Your task:
Only lines that contain the word "RegisterRequest" belong in the answer; copy them from the records below.

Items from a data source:

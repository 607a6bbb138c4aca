//! Account handlers
//!
//! Self-registration with email verification, login, and password reset.

use axum::{
    extract::{Path, State},
    http::{HeaderMap, StatusCode},
    Json,
};
use chrono::Utc;
use seams_core::Role;
use serde::{Deserialize, Serialize};
use serde_json::json;
use utoipa::ToSchema;

use crate::audit::{self, AuditEntry};
use crate::auth::{hash_password, hash_token, verify_password, OneTimeToken};
use crate::db::{NewUser, UserResponse};
use crate::error::ApiError;
use crate::handlers::AppState;
use crate::mailer::{deliver_or_undo, OutgoingMail};
use crate::validation::{normalize_email, optional_text, require_text, validate_password};

/// Self-registration request
#[derive(Debug, Deserialize, ToSchema)]
pub struct RegisterRequest {
    #[schema(example = "Asha Rao")]
    pub name: String,
    #[schema(example = "asha@college.edu")]
    pub email: String,
    /// At least 8 characters
    pub password: String,
    /// University seat number
    #[serde(default)]
    #[schema(example = "1XX21CS001")]
    pub usn: Option<String>,
    #[serde(default)]
    pub branch: Option<String>,
    #[serde(default)]
    pub semester: Option<i32>,
    #[serde(default)]
    pub department: Option<String>,
    #[serde(default)]
    pub phone: Option<String>,
}

/// Generic success acknowledgement
#[derive(Debug, Serialize, ToSchema)]
pub struct MessageResponse {
    pub success: bool,
    pub message: String,
}

impl MessageResponse {
    fn ok(message: impl Into<String>) -> Json<Self> {
        Json(Self {
            success: true,
            message: message.into(),
        })
    }
}

#[derive(Debug, Deserialize, ToSchema)]
pub struct LoginRequest {
    pub email: String,
    pub password: String,
}

/// Session token plus the signed-in user
#[derive(Debug, Serialize, ToSchema)]
pub struct LoginResponse {
    pub user: UserResponse,
    /// Bearer token for the Authorization header
    pub token: String,
}

#[derive(Debug, Deserialize, ToSchema)]
pub struct ForgotPasswordRequest {
    /// Email address or USN
    #[schema(example = "asha@college.edu")]
    pub email: String,
}

#[derive(Debug, Deserialize, ToSchema)]
pub struct ResetPasswordRequest {
    pub password: String,
}

/// Register a student account
///
/// Sends a verification link; the account cannot log in until it is used.
/// If the mail cannot be sent the account is removed again.
#[utoipa::path(
    post,
    path = "/api/auth/register",
    tag = "Auth",
    request_body = RegisterRequest,
    responses(
        (status = 201, description = "Account created, verification mail sent", body = MessageResponse),
        (status = 400, description = "Invalid input"),
        (status = 409, description = "Email or USN already registered"),
        (status = 500, description = "Verification mail could not be sent")
    )
)]
pub async fn register_handler(
    State(state): State<AppState>,
    headers: HeaderMap,
    Json(request): Json<RegisterRequest>,
) -> Result<(StatusCode, Json<MessageResponse>), ApiError> {
    let name = require_text("name", &request.name)?;
    let email = normalize_email(&request.email)?;
    validate_password(&request.password)?;

    let users = state.db.users();
    if users.find_by_email(&email).await?.is_some() {
        return Err(ApiError::conflict("User already exists"));
    }

    let password_hash = hash_password(&request.password).await?;
    let token = OneTimeToken::email_verification();

    let user = users
        .create(NewUser {
            name,
            email,
            password_hash,
            role: Role::Student,
            usn: optional_text(request.usn),
            branch: optional_text(request.branch),
            semester: request.semester,
            department: optional_text(request.department),
            phone: optional_text(request.phone),
            is_verified: false,
            verification_token_hash: Some(token.hash),
            verification_expires_at: Some(token.expires_at),
        })
        .await?;

    let link = format!(
        "{}/verify-email/{}",
        state.config.frontend_url.trim_end_matches('/'),
        token.plain
    );
    let mail = OutgoingMail::email_verification(&user.email, &user.name, &link);

    let db = state.db.clone();
    let user_id = user.id;
    let delivered = deliver_or_undo(
        state.mailer.clone(),
        mail,
        state.config.mail_timeout(),
        move || async move {
            tracing::warn!(%user_id, "Removing account whose verification mail failed");
            if let Err(e) = db.users().delete(user_id).await {
                tracing::error!(%user_id, error = %e, "Failed to remove unverifiable account");
            }
        },
    )
    .await;
    if delivered.is_err() {
        return Err(ApiError::internal(
            "Could not send verification email. Please try again.",
        ));
    }

    audit::record(
        &state.db,
        &headers,
        AuditEntry::new(audit::REGISTER_USER, Some(user.id))
            .target("User", user.id)
            .details(json!({ "email": user.email })),
    )
    .await;

    tracing::info!(user_id = %user.id, "Student account registered");

    Ok((
        StatusCode::CREATED,
        MessageResponse::ok(
            "Registration successful! Please check your email to verify your account.",
        ),
    ))
}

/// Log in with email and password
#[utoipa::path(
    post,
    path = "/api/auth/login",
    tag = "Auth",
    request_body = LoginRequest,
    responses(
        (status = 200, description = "Signed in", body = LoginResponse),
        (status = 401, description = "Invalid credentials or email not verified")
    )
)]
pub async fn login_handler(
    State(state): State<AppState>,
    Json(request): Json<LoginRequest>,
) -> Result<Json<LoginResponse>, ApiError> {
    let invalid = || ApiError::auth_error("AUTH_INVALID_CREDENTIALS", "Invalid email or password");

    let email = request.email.trim().to_lowercase();
    let user = state
        .db
        .users()
        .find_by_email(&email)
        .await?
        .ok_or_else(invalid)?;

    if !verify_password(&user.password_hash, &request.password).await? {
        return Err(invalid());
    }

    if !user.is_verified {
        return Err(ApiError::auth_error(
            "AUTH_EMAIL_NOT_VERIFIED",
            "Please verify your email before logging in",
        ));
    }

    let token = state.jwt.issue(&user)?;
    tracing::info!(user_id = %user.id, role = %user.role, "User signed in");

    Ok(Json(LoginResponse {
        user: UserResponse::from(user),
        token,
    }))
}

/// Confirm an email address from the emailed link
#[utoipa::path(
    get,
    path = "/api/auth/verifyemail/{token}",
    tag = "Auth",
    params(("token" = String, Path, description = "Token from the verification link")),
    responses(
        (status = 200, description = "Email verified", body = MessageResponse),
        (status = 400, description = "Invalid or expired token")
    )
)]
pub async fn verify_email_handler(
    State(state): State<AppState>,
    headers: HeaderMap,
    Path(token): Path<String>,
) -> Result<Json<MessageResponse>, ApiError> {
    let users = state.db.users();
    let user = users
        .find_by_verification_hash(&hash_token(&token), Utc::now())
        .await?
        .ok_or_else(|| ApiError::bad_request("Invalid or expired verification token"))?;

    users.mark_verified(user.id).await?;

    audit::record(
        &state.db,
        &headers,
        AuditEntry::new(audit::VERIFY_EMAIL, Some(user.id)).target("User", user.id),
    )
    .await;

    Ok(MessageResponse::ok(
        "Email verified successfully. You can now log in.",
    ))
}

/// Request a password reset link
///
/// Accepts an email address or a USN.
#[utoipa::path(
    post,
    path = "/api/auth/forgotpassword",
    tag = "Auth",
    request_body = ForgotPasswordRequest,
    responses(
        (status = 200, description = "Reset mail sent", body = MessageResponse),
        (status = 404, description = "No such account"),
        (status = 500, description = "Reset mail could not be sent")
    )
)]
pub async fn forgot_password_handler(
    State(state): State<AppState>,
    Json(request): Json<ForgotPasswordRequest>,
) -> Result<Json<MessageResponse>, ApiError> {
    let identifier = require_text("email", &request.email)?;
    let identifier = if identifier.contains('@') {
        identifier.to_lowercase()
    } else {
        identifier
    };

    let users = state.db.users();
    let user = users
        .find_by_email_or_usn(&identifier)
        .await?
        .ok_or_else(|| ApiError::not_found("User not found"))?;

    let token = OneTimeToken::password_reset();
    users
        .set_reset_token(user.id, Some((&token.hash, token.expires_at)))
        .await?;

    let link = format!(
        "{}/reset-password/{}",
        state.config.frontend_url.trim_end_matches('/'),
        token.plain
    );
    let mail = OutgoingMail::password_reset(&user.email, &user.name, &link);

    let db = state.db.clone();
    let user_id = user.id;
    let delivered = deliver_or_undo(
        state.mailer.clone(),
        mail,
        state.config.mail_timeout(),
        move || async move {
            if let Err(e) = db.users().set_reset_token(user_id, None).await {
                tracing::error!(%user_id, error = %e, "Failed to clear unused reset token");
            }
        },
    )
    .await;
    if delivered.is_err() {
        return Err(ApiError::internal("Email could not be sent"));
    }

    Ok(MessageResponse::ok("Email sent"))
}

/// Set a new password using the emailed reset token
#[utoipa::path(
    put,
    path = "/api/auth/resetpassword/{token}",
    tag = "Auth",
    params(("token" = String, Path, description = "Token from the reset link")),
    request_body = ResetPasswordRequest,
    responses(
        (status = 200, description = "Password updated", body = MessageResponse),
        (status = 400, description = "Invalid or expired token, or weak password")
    )
)]
pub async fn reset_password_handler(
    State(state): State<AppState>,
    headers: HeaderMap,
    Path(token): Path<String>,
    Json(request): Json<ResetPasswordRequest>,
) -> Result<Json<MessageResponse>, ApiError> {
    validate_password(&request.password)?;
    let password_hash = hash_password(&request.password).await?;

    let user = state
        .db
        .users()
        .reset_password(&hash_token(&token), &password_hash, Utc::now())
        .await?
        .ok_or_else(|| ApiError::bad_request("Invalid or expired reset token"))?;

    audit::record(
        &state.db,
        &headers,
        AuditEntry::new(audit::RESET_PASSWORD, Some(user.id)).target("User", user.id),
    )
    .await;

    Ok(MessageResponse::ok("Password updated"))
}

Solution below:
pub struct RegisterRequest {
    request_body = RegisterRequest,
    Json(request): Json<RegisterRequest>,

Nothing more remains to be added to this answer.